I’ve visited one church that had cigarettes butts littering the sidewalk, and another church had a cigarette butt receptacle prominently stationed outside the entrance. Last Sunday a newer member in my congregation, who occasionally steps out for a smoke, decided this day to smoke an electronic cigarette during the worship services. I’m beginning to wonder if people aren’t taking the lyric in the praise song, “Come, Now is the Time to Worship” just a little too literally — “Come just as you are to worship …”

1 comment:

Steve Corey said...

Gail;

-----When I stopped thinking of righteousness as dropping coin in the offering plate, eating cracker chips and drinking shots of grape juice, not falling asleep during sermons, going to church while your team’s winning the big game, saying the right thing at the right time, and the long list of churchy things we expect of each other, when I stopped thinking those were righteousness and began thinking of it as just doing what actually benefits everything effected by what you do, then I began realizing how short of righteous I am. Moreover, I became awestruck at the immensity of His kingdom and the depth of intimacy necessary for every, last, tiny thing therein to bless everything else in all of their effects. Everything interrelates in the righteousness of God.

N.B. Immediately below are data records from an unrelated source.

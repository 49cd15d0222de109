//! Audit logging for authentication and enrollment lifecycle events.
//!
//! Every event is emitted via `tracing::info!` with the serialized record in
//! an `audit` field, making the trail queryable by any log aggregator.
//!
//! # Events
//!
//! | Event | When |
//! |-------|------|
//! | `auth.login` | Password or OIDC login attempt (success and failure) |
//! | `auth.logout` | Session terminated by the user |
//! | `auth.lockout` | An identifier tripped the failed-attempt threshold |
//! | `auth.lockout_reset` | Admin cleared lockout counters |
//! | `auth.password_changed` | Local admin password rotated |
//! | `auth.csrf_rejected` | State-changing call failed CSRF verification |
//! | `auth.recovery` | Recovery mode toggled |
//! | `token.created` / `token.deleted` | API token mutations |
//! | `enroll.registered` / `enroll.rejected` | Auto-registration outcomes |

use std::net::IpAddr;

use chrono::{DateTime, Utc};
use serde::Serialize;

/// Append-only audit record.
#[derive(Debug, Serialize)]
pub struct AuditEvent {
    /// Action string (e.g. `"auth.login"`).
    pub action: &'static str,
    /// Acting identity, when known.
    #[serde(skip_serializing_if = "Option::is_none")]
    pub actor: Option<String>,
    /// Client IP the request arrived from.
    #[serde(skip_serializing_if = "Option::is_none")]
    pub client_ip: Option<IpAddr>,
    /// Request path, when relevant.
    #[serde(skip_serializing_if = "Option::is_none")]
    pub path: Option<String>,
    /// Whether the action succeeded.
    pub success: bool,
    /// Free-form detail (failure reason, affected resource).
    #[serde(skip_serializing_if = "Option::is_none")]
    pub detail: Option<String>,
    /// Event time.
    pub timestamp: DateTime<Utc>,
}

impl AuditEvent {
    /// Start a new event for `action`.
    #[must_use]
    pub fn new(action: &'static str, success: bool) -> Self {
        Self {
            action,
            actor: None,
            client_ip: None,
            path: None,
            success,
            detail: None,
            timestamp: Utc::now(),
        }
    }

    /// Attach the acting identity.
    #[must_use]
    pub fn actor(mut self, actor: impl Into<String>) -> Self {
        self.actor = Some(actor.into());
        self
    }

    /// Attach the client IP.
    #[must_use]
    pub fn client_ip(mut self, ip: Option<IpAddr>) -> Self {
        self.client_ip = ip;
        self
    }

    /// Attach the request path.
    #[must_use]
    pub fn path(mut self, path: impl Into<String>) -> Self {
        self.path = Some(path.into());
        self
    }

    /// Attach free-form detail.
    #[must_use]
    pub fn detail(mut self, detail: impl Into<String>) -> Self {
        self.detail = Some(detail.into());
        self
    }

    /// Emit the event through tracing.
    pub fn emit(&self) {
        match serde_json::to_string(self) {
            Ok(ref json) => tracing::info!(audit = %json, "audit"),
            Err(ref e) => tracing::warn!(error = %e, "Failed to serialize audit event"),
        }
    }
}

#[cfg(test)]
mod tests {
    use super::*;

    #[test]
    fn builder_populates_fields() {
        let event = AuditEvent::new("auth.login", false)
            .actor("admin")
            .client_ip(Some("198.51.100.5".parse().unwrap()))
            .path("/api/login")
            .detail("bad password");

        assert_eq!(event.action, "auth.login");
        assert!(!event.success);
        assert_eq!(event.actor.as_deref(), Some("admin"));
        assert_eq!(event.path.as_deref(), Some("/api/login"));
    }

    #[test]
    fn events_serialize_to_json() {
        let event = AuditEvent::new("enroll.registered", true).actor("setup-code");
        let json = serde_json::to_string(&event).unwrap();
        assert!(json.contains("enroll.registered"));
        // Absent optional fields are omitted entirely
        assert!(!json.contains("client_ip"));
    }

    #[test]
    fn emit_does_not_panic() {
        AuditEvent::new("auth.logout", true).actor("admin").emit();
    }
}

-----So, His righteousness applied to us must necessarily involve mercy. We don’t have to dig to the micro-scale to find many of our effects being deleterious to something else, whether it be to a bug, a person, or Jesus. Therefore, our coming to Him does not require us to be righteous of our selves in all ways. Jesus did say our righteousness must exceed that of the scribes and Pharisees or we would never enter the kingdom of Heaven. “You, therefore, must be perfect, as your heavenly Father is perfect.” (Mat 5:20 and 48)
-----So, which is it? Are we righteous through His gracious seeing us as righteous in Christ? Or must our righteousness actually exceed and we be perfect? Both. Through God’s mercy only can we be completely righteous, and are. We can not even be completely righteous on our own within any one, simple situation. There are too many elements involved in even the simplest of situations for our minds to comprehend, and by the broken nature of this world things here do not interrelate through righteousness, but rather by the second law of thermodynamics, that is, for one thing to gain, another must loose. Therefore, what you do to benefit one element of a situation will always detriment another in some way (you are an element of all your situations, so, being generous with a dollar costs you a dollar.) With God, a mere jot or tiddle out of place is imperfection. Then, it is impossible for us to ourselves be wholly, perfectly righteous in all here.

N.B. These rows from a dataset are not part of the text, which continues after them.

//! OAuth 2.0 login driver
//!
//! Expects a `code` credential (and an optional `state` for stateful flows).
//! Exchanging the code and calling the provider's user API is the job of the
//! [`OAuthHandler`]; this module only builds consent URLs and decodes the
//! common user payloads.

use async_trait::async_trait;
use serde::de::DeserializeOwned;
use serde::{Deserialize, Serialize};
use std::fmt;
use std::sync::Arc;
use url::Url;

use crate::auth::driver::{Credentials, Driver};
use crate::auth::user::Account;
use crate::constants::{CREDENTIAL_CODE, CREDENTIAL_STATE};
use crate::error::{BoxError, GateError, Result, ResultExt};

const GOOGLE_AUTH_URL: &str = "https://accounts.google.com/o/oauth2/auth";
const GOOGLE_TOKEN_URL: &str = "https://oauth2.googleapis.com/token";
const GOOGLE_USER_API: &str = "https://www.googleapis.com/oauth2/v3/userinfo";
const GOOGLE_EMAIL_SCOPE: &str = "https://www.googleapis.com/auth/userinfo.email";

const FACEBOOK_AUTH_URL: &str = "https://www.facebook.com/v3.2/dialog/oauth";
const FACEBOOK_TOKEN_URL: &str = "https://graph.facebook.com/v3.2/oauth/access_token";
const FACEBOOK_USER_API: &str = "https://graph.facebook.com/v2.11/me?fields=id,name,email";

/// OAuth client registration and provider endpoints
#[derive(Clone, PartialEq, Eq)]
pub struct OAuthConfig {
    pub client_id: String,
    pub client_secret: String,
    pub scopes: Vec<String>,
    pub auth_url: String,
    pub token_url: String,
    pub redirect_uri: String,
    /// Endpoint returning the signed-in user's profile
    pub user_api: String,
}

impl OAuthConfig {
    pub fn google(
        client_id: impl Into<String>,
        client_secret: impl Into<String>,
        redirect_uri: impl Into<String>,
    ) -> Self {
        Self {
            client_id: client_id.into(),
            client_secret: client_secret.into(),
            scopes: vec![GOOGLE_EMAIL_SCOPE.to_string()],
            auth_url: GOOGLE_AUTH_URL.to_string(),
            token_url: GOOGLE_TOKEN_URL.to_string(),
            redirect_uri: redirect_uri.into(),
            user_api: GOOGLE_USER_API.to_string(),
        }
    }

    pub fn facebook(
        client_id: impl Into<String>,
        client_secret: impl Into<String>,
        redirect_uri: impl Into<String>,
    ) -> Self {
        Self {
            client_id: client_id.into(),
            client_secret: client_secret.into(),
            scopes: vec!["email".to_string()],
            auth_url: FACEBOOK_AUTH_URL.to_string(),
            token_url: FACEBOOK_TOKEN_URL.to_string(),
            redirect_uri: redirect_uri.into(),
            user_api: FACEBOOK_USER_API.to_string(),
        }
    }
}

impl fmt::Debug for OAuthConfig {
    fn fmt(&self, f: &mut fmt::Formatter<'_>) -> fmt::Result {
        f.debug_struct("OAuthConfig")
            .field("client_id", &self.client_id)
            .field("client_secret", &"<redacted>")
            .field("scopes", &self.scopes)
            .field("auth_url", &self.auth_url)
            .field("token_url", &self.token_url)
            .field("redirect_uri", &self.redirect_uri)
            .field("user_api", &self.user_api)
            .finish()
    }
}

/// Builds the provider's consent page URL
pub trait OAuthProvider: Send + Sync {
    fn auth_code_url(&self, state: &str) -> Result<String>;
}

/// Authorization-code consent URL built straight from an [`OAuthConfig`]
#[derive(Debug, Clone)]
pub struct ConsentPageProvider {
    config: OAuthConfig,
}

impl ConsentPageProvider {
    pub fn new(config: OAuthConfig) -> Self {
        Self { config }
    }
}

impl OAuthProvider for ConsentPageProvider {
    fn auth_code_url(&self, state: &str) -> Result<String> {
        let mut url = Url::parse(&self.config.auth_url).map_err(|err| {
            GateError::ConfigError(format!(
                "invalid OAuth authorization URL {}: {}",
                self.config.auth_url, err
            ))
        })?;

        {
            let mut query = url.query_pairs_mut();
            query.append_pair("client_id", &self.config.client_id);
            if !self.config.redirect_uri.is_empty() {
                query.append_pair("redirect_uri", &self.config.redirect_uri);
            }
            query.append_pair("response_type", "code");
            if !self.config.scopes.is_empty() {
                query.append_pair("scope", &self.config.scopes.join(" "));
            }
            if !state.is_empty() {
                query.append_pair("state", state);
            }
        }

        Ok(url.to_string())
    }
}

/// Exchanges an authorization code for the signed-in account
#[async_trait]
pub trait OAuthHandler: Send + Sync {
    async fn login(
        &self,
        config: &OAuthConfig,
        code: &str,
        state: &str,
    ) -> std::result::Result<Box<dyn Account>, BoxError>;
}

#[derive(Clone)]
pub struct OAuthDriver {
    config: OAuthConfig,
    handler: Arc<dyn OAuthHandler>,
    provider: Arc<dyn OAuthProvider>,
}

impl OAuthDriver {
    pub fn new(config: OAuthConfig, handler: impl OAuthHandler + 'static) -> Self {
        let provider = ConsentPageProvider::new(config.clone());
        Self {
            config,
            handler: Arc::new(handler),
            provider: Arc::new(provider),
        }
    }

    pub fn with_provider(mut self, provider: impl OAuthProvider + 'static) -> Self {
        self.provider = Arc::new(provider);
        self
    }

    pub fn config(&self) -> &OAuthConfig {
        &self.config
    }
}

#[async_trait]
impl Driver for OAuthDriver {
    fn name(&self) -> &'static str {
        "oauth"
    }

    fn required_credentials(&self) -> &'static [&'static str] {
        &[CREDENTIAL_CODE]
    }

    async fn resolve(&self, credentials: &Credentials) -> Result<Box<dyn Account>> {
        let code = credentials
            .get(CREDENTIAL_CODE)
            .ok_or_else(|| GateError::MissingCredential(CREDENTIAL_CODE.to_string()))?;
        // state is optional because of stateless flows
        let state = credentials
            .get(CREDENTIAL_STATE)
            .map(String::as_str)
            .unwrap_or_default();

        self.handler
            .login(&self.config, code, state)
            .await
            .map_err(GateError::Credentials)
            .context("could not login")
    }

    fn login_url(&self, state: &str) -> Result<String> {
        self.provider.auth_code_url(state)
    }
}

/// Profile returned by the Google user info API
#[derive(Debug, Clone, Default, PartialEq, Eq, Serialize, Deserialize)]
pub struct GoogleUser {
    #[serde(default)]
    pub name: String,
    #[serde(default)]
    pub email: String,
    #[serde(default)]
    pub email_verified: bool,
}

impl Account for GoogleUser {
    // Unverified addresses are not an identity
    fn identity(&self) -> &str {
        if self.email_verified {
            &self.email
        } else {
            ""
        }
    }

    fn name(&self) -> &str {
        &self.name
    }
}

/// Profile returned by the Facebook Graph API
#[derive(Debug, Clone, Default, PartialEq, Eq, Serialize, Deserialize)]
pub struct FacebookUser {
    #[serde(default)]
    pub id: String,
    #[serde(default)]
    pub name: String,
    #[serde(default)]
    pub email: String,
}

impl Account for FacebookUser {
    fn identity(&self) -> &str {
        &self.email
    }

    fn name(&self) -> &str {
        &self.name
    }
}

/// Decodes a user info response body into an account
pub fn parse_account<A>(body: &[u8]) -> std::result::Result<Box<dyn Account>, BoxError>
where
    A: Account + DeserializeOwned + 'static,
{
    let account: A = serde_json::from_slice(body)?;
    Ok(Box::new(account))
}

-----But our being righteous on our own can and must be achieved in one situation wherein everything can interrelate on the basis of total benefit. That situation involves nothing of this physical world, not even your body. It involves only two things: your spirit and the Holy Spirit. And what you must do to do that righteousness is indeed to narrow the importance of all matters to you down to that one situation, turning from the world, confessing that you are false, that you sin beyond your ability to know how much, and to grasp only the desire to be completely right according to God’s definitions of right. There you will be perfect before the Lord, doing the only thing you can do right, confessing and coming to Him (which is leaving the world, aka, repentance.)

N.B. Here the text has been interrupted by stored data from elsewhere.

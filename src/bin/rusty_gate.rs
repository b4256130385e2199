use log::{error, info, warn};
use std::process;

use rusty_gate::auth::JwtService;
use rusty_gate::config::GateConfig;
use rusty_gate::matcher::Matcher;
use rusty_gate::storage::memory::StoredUser;
use rusty_gate::Result;

const USAGE: &str = "usage:
    rusty_gate issue <subject> [email] [roles...]
    rusty_gate inspect <token>
    rusty_gate match <subject> <pattern>";

fn main() {
    // Initialize env
    match dotenvy::dotenv() {
        Ok(_) => info!("Environment variables loaded from .env file"),
        Err(e) => warn!("Failed to load .env file: {}", e),
    };

    // Initialize logging
    env_logger::init();

    let args: Vec<String> = std::env::args().skip(1).collect();
    if let Err(e) = run(&args) {
        error!("{}", e);
        eprintln!("error: {}", e);
        process::exit(1);
    }
}

fn run(args: &[String]) -> Result<()> {
    match args.first().map(String::as_str) {
        Some("issue") if args.len() >= 2 => {
            let email = args.get(2).cloned().unwrap_or_default();
            let roles = args.iter().skip(3).cloned().collect();
            let user = StoredUser::new(args[1].clone(), email, roles);

            let service = jwt_service()?;
            let claims = service.new_claims(&user);
            let token = service.issue(&claims)?;
            print_json(&token);
        }
        Some("inspect") if args.len() == 2 => {
            let claims = jwt_service()?.parse_claims(&args[1])?;
            print_json(&claims);
        }
        Some("match") if args.len() == 3 => {
            let matched = Matcher::new().is_match(&args[1], &args[2])?;
            println!("{}", matched);
        }
        _ => {
            eprintln!("{}", USAGE);
            process::exit(2);
        }
    }

    Ok(())
}

fn jwt_service() -> Result<JwtService> {
    let config = GateConfig::from_env()?;
    info!(
        "Configuration: algorithm={:?}, expiration={}s",
        config.jwt_algorithm,
        config.expiration.as_secs()
    );
    Ok(JwtService::new(config.jwt_config()?))
}

fn print_json<T: serde::Serialize>(value: &T) {
    match serde_json::to_string_pretty(value) {
        Ok(json) => println!("{}", json),
        Err(e) => error!("Failed to serialize output: {}", e),
    }
}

-----That’s the you He will look at. The rest of you has rabbits to chase so you can feed your family hasenpfeffer. Bad for the rabbit; good for your family. But while you run their trails, stepping all over dainty, little flowers, and innocent bugs and the likes, your spirit with the Lord’s keeps part of your decision processes focused on catching only as many poor rabbits as your family’s hasenpfeffer needs, and how to catch them while doing the least damage to little flowers. Though you’re sinning by nature (costing to benefit,) you’re acting in His righteousness by doing it as honorably before Him as you can while desiring to do it even more honorably, (aka, desiring righteousness.) That He loves, and all else is forgiven. “Come just as you are” is for the moment of coming. The process of staying will have you coming better tomorrow.